Forgive, sounds good
Forget, I'm not sure I could
They say time heals everything
But I'm still waiting...

5 comments:

Anonymous said...

I hear you, I really do.

Not Ready to Make Nice has been one of my favorite songs for a long time... I think I'm going to post the lyrics as well. They're pretty fitting for me at the moment, too.

Thank you so much for leaving a few words on my blog, by the way, it's reassuring to know you're reading.

Safe hugs. <3

One Prayer Girl said...

Sometimes I think it is harder to forgive the hurt done to my children than it is what is done to me.

Over the years, I have gotten a better perspective on myself and can usually forgive what is done to me. Why? Because it is my soul that suffers when I refuse to forgive.

My children - much more difficult. Still, it is my soul that suffers lack of forgiveness. AND my children have a life path they must follow - I can't follow it for them.

I can be a shining light to guide them, a role model for them to follow, and they can see that I can be troubled yet move through things with God's help.

Please remember as I do that a drink never made anything better - always worse. The idea of escape that way is an illusion.

Prayer is the best remedy.

Love and prayers to you Mile,
Prayer Girl

Vicki Johnson said...

Great Song Can't say enough about the help that song brought through stages of healing.

I have a question for you... I have a blog which all of my children read from time to time.
I want to blog more about my healing process, I am struggling with depression right now, I am very real on my blog but I censor because I have teenagers who read my blog.
Do you think I should start another blog in addition? I really would appreciate your opinion.

mile191 said...

Alanis Rae, Prayer Girl: Thanks, for always being here, for your kind comments, and support in all that I am feeling and dealing with. Hugs to you both.

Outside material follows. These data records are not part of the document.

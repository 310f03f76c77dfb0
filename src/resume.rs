use crate::chunk_map::{self, ChunkMap};
use crate::error::Result;
use crate::hash::FileHash;
use crate::hooks::DownloadStore;
use serde::{Deserialize, Serialize};
use std::fs;
use std::path::{Path, PathBuf};
use std::time::SystemTime;
use tracing::{debug, warn};

/// What is needed to pick up a download after a restart.
#[derive(Debug, Clone, PartialEq, Eq, Serialize, Deserialize)]
pub struct SuspendedDownload {
    pub id: u64,
    pub name: String,
    pub hash: FileHash,
    pub size: u64,
    /// Chunk map in its wire form.
    pub chunk_map: Vec<u32>,
    pub timestamp: u64,
}

impl SuspendedDownload {
    pub fn new(id: u64, name: String, hash: FileHash, size: u64, chunk_map: &ChunkMap) -> Self {
        Self {
            id,
            name,
            hash,
            size,
            chunk_map: chunk_map::encode(chunk_map),
            timestamp: SystemTime::now()
                .duration_since(SystemTime::UNIX_EPOCH)
                .map(|d| d.as_secs())
                .unwrap_or_default(),
        }
    }

    pub fn chunk_map(&self) -> ChunkMap {
        chunk_map::fit(chunk_map::decode(&self.chunk_map), chunk_map::chunk_count(self.size))
    }

    pub fn completion_percentage(&self) -> f64 {
        let map = self.chunk_map();
        if map.is_empty() {
            return 0.0;
        }
        map.count_ones() as f64 / map.len() as f64 * 100.0
    }
}

/// Keeps one `<id>.resume` JSON file per suspended download.
#[derive(Debug, Clone)]
pub struct JsonResumeStore {
    dir: PathBuf,
}

impl JsonResumeStore {
    pub fn new(dir: PathBuf) -> Self {
        Self { dir }
    }

    pub fn dir(&self) -> &Path {
        &self.dir
    }

    fn path_for(&self, id: u64) -> PathBuf {
        self.dir.join(format!("{}.resume", id))
    }

    pub fn load(&self, id: u64) -> Option<SuspendedDownload> {
        let json = fs::read_to_string(self.path_for(id)).ok()?;
        serde_json::from_str(&json).ok()
    }

    /// Every readable resume file in the directory, by id. Broken files are skipped.
    pub fn load_all(&self) -> Result<Vec<SuspendedDownload>> {
        if !self.dir.exists() {
            return Ok(Vec::new());
        }
        let mut out = Vec::new();
        for entry in fs::read_dir(&self.dir)? {
            let path = entry?.path();
            if path.extension().and_then(|e| e.to_str()) != Some("resume") {
                continue;
            }
            match read_resume_file(&path) {
                Ok(download) => out.push(download),
                Err(e) => {
                    warn!(path = %path.display(), error = %e, "failed to read resume file");
                }
            }
        }
        out.sort_by_key(|d| d.id);
        Ok(out)
    }

    fn delete(&self, id: u64) -> Result<()> {
        match fs::remove_file(self.path_for(id)) {
            Ok(()) => Ok(()),
            Err(e) if e.kind() == std::io::ErrorKind::NotFound => Ok(()),
            Err(e) => Err(e.into()),
        }
    }
}

fn read_resume_file(path: &Path) -> Result<SuspendedDownload> {
    let json = fs::read_to_string(path)?;
    Ok(serde_json::from_str(&json)?)
}

impl DownloadStore for JsonResumeStore {
    fn suspend_download(&self, download: &SuspendedDownload) -> Result<()> {
        fs::create_dir_all(&self.dir)?;
        let path = self.path_for(download.id);
        let mut tmp = path.as_os_str().to_os_string();
        tmp.push(".tmp");

        let json = serde_json::to_string_pretty(download)?;
        fs::write(&tmp, json)?;
        fs::rename(&tmp, &path)?;
        debug!(id = download.id, path = %path.display(), "download suspended");
        Ok(())
    }

    fn mark_completed(&self, id: u64, _hash: &FileHash) -> Result<()> {
        self.delete(id)
    }

    fn remove_download(&self, id: u64) -> Result<()> {
        self.delete(id)
    }
}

Vicki in AZ, you asked about blogging about depression. I think that if your kids read your blog that you should be a little careful about being too open. Kids don't understand things the way we do, or the way we think they do. They grow up, don't always ask questions, and make simple assumptions about what they hear and read, and see in their parents. I think that writing a little is okay, because they need to know that we are human. But think about them as adults someday. Yes, they need to know that we hurt and struggled, it will help them, but keep the information simple, and delight in them and their childhood on your family blog. That is so important to them.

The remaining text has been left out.